Here’s one way to look at the value of a fan; how much does it cost to acquire one? This is where some of those value factors come into play. For example, fan quality. Of course it’s cheap to spend $5 on 10,000 followers, but those followers come from click farms and are worth essentially $0 for your business. In fact, since you spend money to acquire them, they’re worth a negative amount of money.

The closest thing there is to an expert on the subject would have to be Jon Loomer, who has spent years and thousands of dollars on managing Facebook advertising for a variety of brands, and has extensive experience. His opinion is that you should expect to pay anywhere between $0.20 and $1.00 on a single relevant fan.

Fortunately for small businesses, your cost to acquire a valuable fan is more likely to be in the $0.20 range to start. This is because Facebook is very wide and has a lot of people who fit the description. As you build your audience, you exhaust your list of ideal prospects and have to start reaching for the second best, and so forth. These fans grow more expensive to acquire, because you need to expose yourself to more of them to find the valuable fans.
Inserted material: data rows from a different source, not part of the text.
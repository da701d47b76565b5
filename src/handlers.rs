use std::sync::Arc;

use anyhow::Context;
use axum::{
    extract::{Path, Query},
    http::{header, StatusCode, Uri},
    response::{IntoResponse, Redirect, Response},
    Extension, Form, Json,
};
use sqlx::SqlitePool;

use crate::{
    authentication::{
        get_jwt_token, hash_password_argon2, verify_password_argon2, AuthUser, MaybeUser,
    },
    cache::{FragmentCache, INDEX_PAGE_FRAGMENT},
    data_formats::*,
    db_helpers::*,
    errors::RequestError,
    pagination::{PageQuery, PageWindow},
    AppState,
};

type JsonResult<T> = Result<Json<T>, RequestError>;

fn post_url(username: &str, post_id: i64) -> String {
    format!("/{}/{}/", username, post_id)
}

fn profile_url(username: &str) -> String {
    format!("/{}/", username)
}

/// Post ids in URLs are plain digits; anything else is an unknown page.
fn parse_post_id(raw: &str) -> Result<i64, RequestError> {
    if raw.is_empty() || !raw.bytes().all(|b| b.is_ascii_digit()) {
        return Err(RequestError::NotFound("Post not found"));
    }
    raw.parse().map_err(|_| RequestError::NotFound("Post not found"))
}

fn form_error<F: serde::Serialize>(page: FormPage<F>) -> Response {
    (StatusCode::UNPROCESSABLE_ENTITY, Json(page)).into_response()
}

async fn group_choices(pool: &SqlitePool) -> Result<Vec<GroupResponse>, RequestError> {
    Ok(list_groups(pool)
        .await?
        .into_iter()
        .map(GroupResponse::from)
        .collect())
}

/// Runs the form checks, then makes sure the chosen group exists.
async fn validate_post_form(
    pool: &SqlitePool,
    form: &PostForm,
) -> Result<Result<PostInput, FormErrors>, RequestError> {
    let input = match form.validate() {
        Ok(input) => input,
        Err(errors) => return Ok(Err(errors)),
    };
    if let Some(group_id) = input.group_id {
        if get_group_by_id(pool, group_id).await?.is_none() {
            let mut errors = FormErrors::new();
            errors
                .entry("group")
                .or_default()
                .push(INVALID_CHOICE.to_string());
            return Ok(Err(errors));
        }
    }
    Ok(Ok(input))
}

// ----------------- Helper Handlers -----------------
pub async fn alive() -> &'static str {
    "alive"
}

pub async fn not_found(uri: Uri) -> Response {
    tracing::debug!(%uri, "no route");
    RequestError::NotFound("Page not found").into_response()
}

// ----------------- User Handlers -----------------
pub async fn register_user(
    Extension(state): Extension<Arc<AppState>>,
    Json(UserWrapper { user: request }): Json<UserWrapper<RegisterRequest>>,
) -> Result<Response, RequestError> {
    let username = request.username.trim().to_string();
    // Passwords are never echoed back in the form.
    let echo = RegisterRequest {
        username: username.clone(),
        password: String::new(),
    };
    if let Err(errors) = request.validate() {
        return Ok(form_error(FormPage::new(echo).with_errors(errors)));
    }
    let password = hash_password_argon2(request.password).await?;

    let user = match insert_user(&state.db, &username, &password).await {
        Ok(user) => user,
        Err(e) if e.is_unique_violation() => {
            let mut errors = FormErrors::new();
            errors
                .entry("username")
                .or_default()
                .push("A user with that username already exists.".to_string());
            return Ok(form_error(FormPage::new(echo).with_errors(errors)));
        }
        Err(e) => return Err(e),
    };
    tracing::info!(user_id = user.id, username = %user.username, "registered user");

    let token = get_jwt_token(&state.config.jwt_secret, user.id)?;
    Ok((
        StatusCode::CREATED,
        Json(UserWrapper::wrap_with_user_data(UserResponse::new(
            user, token,
        ))),
    )
        .into_response())
}

pub async fn login_user(
    Extension(state): Extension<Arc<AppState>>,
    Json(UserWrapper { user: request }): Json<UserWrapper<LoginRequest>>,
) -> JsonResult<UserWrapper<UserResponse>> {
    let user = get_user_by_username(&state.db, request.username.trim())
        .await?
        .ok_or(RequestError::RunTimeError("Invalid username or password"))?;
    let is_password_correct =
        verify_password_argon2(request.password, user.password.clone()).await?;
    if !is_password_correct {
        return Err(RequestError::RunTimeError("Invalid username or password"));
    }
    let token = get_jwt_token(&state.config.jwt_secret, user.id)?;
    Ok(Json(UserWrapper::wrap_with_user_data(UserResponse::new(
        user, token,
    ))))
}

pub async fn login_page(Query(params): Query<LoginQueryParams>) -> Json<LoginPage> {
    Json(LoginPage { next: params.next })
}

// ----------------- Feed Handlers -----------------

/// The global feed. Rendered pages are kept in the fragment cache, so new
/// posts may take up to the cache expiry to show up here.
pub async fn index(
    Extension(state): Extension<Arc<AppState>>,
    Query(query): Query<PageQuery>,
) -> Result<Response, RequestError> {
    let per_page = state.config.paginate_by;
    // Keyed on the resolved page so out of range requests share one entry.
    let count = count_feed(&state.db, Feed::All).await?;
    let number = PageWindow::resolve(query.requested(), per_page, count).number;
    let key = FragmentCache::key(INDEX_PAGE_FRAGMENT, &[&number]);
    let body = match state.cache.get(&key) {
        Some(body) => body,
        None => {
            let page = list_feed(&state.db, Feed::All, number, per_page)
                .await?
                .map(PostResponse::from);
            let body =
                serde_json::to_string(&FeedPage { page }).context("Failed to render index page")?;
            state.cache.insert(key, body.clone());
            body
        }
    };
    Ok(([(header::CONTENT_TYPE, "application/json")], body).into_response())
}

pub async fn group_posts(
    Extension(state): Extension<Arc<AppState>>,
    Path(slug): Path<String>,
    Query(query): Query<PageQuery>,
) -> JsonResult<GroupPage> {
    let group = get_group_by_slug(&state.db, &slug)
        .await?
        .ok_or(RequestError::NotFound("Group not found"))?;
    let page = list_feed(
        &state.db,
        Feed::Group(group.id),
        query.requested(),
        state.config.paginate_by,
    )
    .await?
    .map(PostResponse::from);
    Ok(Json(GroupPage {
        group: group.into(),
        page,
    }))
}

pub async fn profile(
    Extension(state): Extension<Arc<AppState>>,
    maybe_user: MaybeUser,
    Path(username): Path<String>,
    Query(query): Query<PageQuery>,
) -> JsonResult<ProfilePage> {
    let author = require_user_by_username(&state.db, &username).await?;
    let page = list_feed(
        &state.db,
        Feed::Author(author.id),
        query.requested(),
        state.config.paginate_by,
    )
    .await?
    .map(PostResponse::from);
    let stats = get_author_stats_in_db(&state.db, author.id, maybe_user.get_id()).await?;
    Ok(Json(ProfilePage {
        author: AuthorResponse::new(author.username, stats),
        page,
    }))
}

pub async fn follow_index(
    user: AuthUser,
    Extension(state): Extension<Arc<AppState>>,
    Query(query): Query<PageQuery>,
) -> JsonResult<FeedPage> {
    let page = list_feed(
        &state.db,
        Feed::FollowedBy(user.id),
        query.requested(),
        state.config.paginate_by,
    )
    .await?
    .map(PostResponse::from);
    Ok(Json(FeedPage { page }))
}

// ----------------- Post Handlers -----------------

pub async fn post_view(
    Extension(state): Extension<Arc<AppState>>,
    maybe_user: MaybeUser,
    Path((username, post_id)): Path<(String, String)>,
) -> JsonResult<PostPage> {
    let post_id = parse_post_id(&post_id)?;
    let post = get_post_by_author(&state.db, &username, post_id).await?;
    let stats = get_author_stats_in_db(&state.db, post.author_id, maybe_user.get_id()).await?;
    let comments = get_comments_for_post_in_db(&state.db, post.id)
        .await?
        .into_iter()
        .map(CommentResponse::from)
        .collect();
    Ok(Json(PostPage {
        author: AuthorResponse::new(post.author_username.clone(), stats),
        post: post.into(),
        comments,
    }))
}

pub async fn new_post_form(
    _user: AuthUser,
    Extension(state): Extension<Arc<AppState>>,
) -> JsonResult<FormPage<PostForm>> {
    let groups = group_choices(&state.db).await?;
    Ok(Json(FormPage::new(PostForm::default()).with_groups(groups)))
}

pub async fn new_post(
    user: AuthUser,
    Extension(state): Extension<Arc<AppState>>,
    Form(form): Form<PostForm>,
) -> Result<Response, RequestError> {
    let input = match validate_post_form(&state.db, &form).await? {
        Ok(input) => input,
        Err(errors) => {
            let groups = group_choices(&state.db).await?;
            return Ok(form_error(
                FormPage::new(form).with_errors(errors).with_groups(groups),
            ));
        }
    };
    let post = insert_post(&state.db, user.id, &input).await?;
    tracing::info!(post_id = post.id, author_id = user.id, post = %post, "created post");
    Ok(Redirect::to("/").into_response())
}

pub async fn post_edit_form(
    user: AuthUser,
    Extension(state): Extension<Arc<AppState>>,
    Path((username, post_id)): Path<(String, String)>,
) -> Result<Response, RequestError> {
    let post_id = parse_post_id(&post_id)?;
    let post = get_post_by_author(&state.db, &username, post_id).await?;
    if post.author_id != user.id {
        return Ok(Redirect::to(&post_url(&username, post_id)).into_response());
    }
    let form = PostForm::from_post(&post.text, post.group_id, post.image.as_deref());
    let groups = group_choices(&state.db).await?;
    Ok(Json(
        FormPage::new(form)
            .with_groups(groups)
            .with_post(post.into()),
    )
    .into_response())
}

pub async fn post_edit(
    user: AuthUser,
    Extension(state): Extension<Arc<AppState>>,
    Path((username, post_id)): Path<(String, String)>,
    Form(form): Form<PostForm>,
) -> Result<Response, RequestError> {
    let post_id = parse_post_id(&post_id)?;
    let post = get_post_by_author(&state.db, &username, post_id).await?;
    if post.author_id != user.id {
        tracing::info!(post_id, viewer_id = user.id, "refused edit by non-author");
        return Ok(Redirect::to(&post_url(&username, post_id)).into_response());
    }
    let input = match validate_post_form(&state.db, &form).await? {
        Ok(input) => input,
        Err(errors) => {
            let groups = group_choices(&state.db).await?;
            return Ok(form_error(
                FormPage::new(form)
                    .with_errors(errors)
                    .with_groups(groups)
                    .with_post(post.into()),
            ));
        }
    };
    update_post(&state.db, post_id, &input).await?;
    tracing::info!(post_id, "edited post");
    Ok(Redirect::to(&post_url(&username, post_id)).into_response())
}

// ----------------- Comment Handlers -----------------

/// Always lands back on the post. A blank comment is dropped without telling
/// the user.
pub async fn add_comment(
    user: AuthUser,
    Extension(state): Extension<Arc<AppState>>,
    Path((username, post_id)): Path<(String, String)>,
    Form(form): Form<CommentForm>,
) -> Result<Redirect, RequestError> {
    let post_id = parse_post_id(&post_id)?;
    let post = get_post_by_author(&state.db, &username, post_id).await?;
    match form.validate() {
        Ok(text) => {
            let comment = insert_comment(&state.db, user.id, post.id, &text).await?;
            tracing::info!(
                comment_id = comment.id,
                post_id,
                author_id = user.id,
                comment = %comment,
                "added comment"
            );
        }
        Err(errors) => {
            tracing::warn!(post_id, viewer_id = user.id, ?errors, "discarded invalid comment");
        }
    }
    Ok(Redirect::to(&post_url(&username, post_id)))
}

// ----------------- Follow Handlers -----------------

pub async fn profile_follow(
    user: AuthUser,
    Extension(state): Extension<Arc<AppState>>,
    Path(username): Path<String>,
) -> Result<Redirect, RequestError> {
    let author = require_user_by_username(&state.db, &username).await?;
    if author.id != user.id {
        let created = follow_user_in_db(&state.db, user.id, author.id).await?;
        tracing::info!(follower_id = user.id, followed_id = author.id, created, "follow");
    }
    Ok(Redirect::to(&profile_url(&username)))
}

pub async fn profile_unfollow(
    user: AuthUser,
    Extension(state): Extension<Arc<AppState>>,
    Path(username): Path<String>,
) -> Result<Redirect, RequestError> {
    let author = require_user_by_username(&state.db, &username).await?;
    let removed = unfollow_user_in_db(&state.db, user.id, author.id).await?;
    tracing::info!(follower_id = user.id, followed_id = author.id, removed, "unfollow");
    Ok(Redirect::to(&profile_url(&username)))
}

// ----------------- Group Handlers -----------------

// Open to anonymous visitors; unlike the other write routes this one has
// never asked for a login.
pub async fn group_create_form() -> Json<FormPage<GroupForm>> {
    Json(FormPage::new(GroupForm::default()))
}

pub async fn group_create(
    maybe_user: MaybeUser,
    Extension(state): Extension<Arc<AppState>>,
    Form(form): Form<GroupForm>,
) -> Result<Response, RequestError> {
    let input = match form.validate() {
        Ok(input) => input,
        Err(errors) => return Ok(form_error(FormPage::new(form).with_errors(errors))),
    };
    let group = match insert_group(&state.db, &input).await {
        Ok(group) => group,
        Err(e) if e.is_unique_violation() => {
            let mut errors = FormErrors::new();
            errors
                .entry("slug")
                .or_default()
                .push("Group with this Slug already exists.".to_string());
            return Ok(form_error(FormPage::new(form).with_errors(errors)));
        }
        Err(e) => return Err(e),
    };
    tracing::info!(
        group_id = group.id,
        group = %group,
        viewer_id = ?maybe_user.get_id(),
        "created group"
    );
    Ok(Redirect::to(&format!("/group/{}/", group.slug)).into_response())
}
This cost is slightly deceptive. This is the cost specifically to acquire the fan. You then have the additional cost of having to advertise to them until they convert, which can rack up. Depending on the advertising methods you use and the success rate, the cost of a conversion can vary dramatically.

In this sense, the value of a fan – in terms of cost to acquire – is low, under $1 each typically. But that’s just one way of looking at it.

Value of Fans Based on Conversion Rates

Spend on Facebook Ads

Here’s another way of looking at value; how much do you get out of a fan when they convert? Take our mecha-car example above. One fan converting earns you $150,000. That’s a heck of a lot of money, but it’s also a very hard sell. Not very many of your fans, even the highest quality fans, are really in the market for mecha-cars.

While the value of a conversion in this case is $150,000, that’s not the value of the fan. To find the value of the fan, you need to consider your conversion rate.

Imagine you have, say, 100,000 fans. Out of this stack of fans, only 100 of them convert in a given month. That’s a conversion rate of one in a thousand, or .1%. You had to acquire 1,000 fans in order to get one conversion, so you might be able to consider the value of the conversion as split amongst those 1,000 fans. In this case, the $150,000 mecha-car, split amongst 1,000 people, is only $150 per fan. The value of an individual fan, then, is $150.

Of course, this calculation varies dramatically as your conversion rate changes, and it’s a different calculation for different scenarios. For the balloon animal business, for example, one fan might convert many times throughout a year or their lifetime. One user probably isn’t going to buy more than one mecha-car, but they might buy a dozen or a hundred balloon animals. Value stacks up with repeat conversions.

The value of a fan is all in how you look at it. Try making a few calculations for your business and see what you come up with.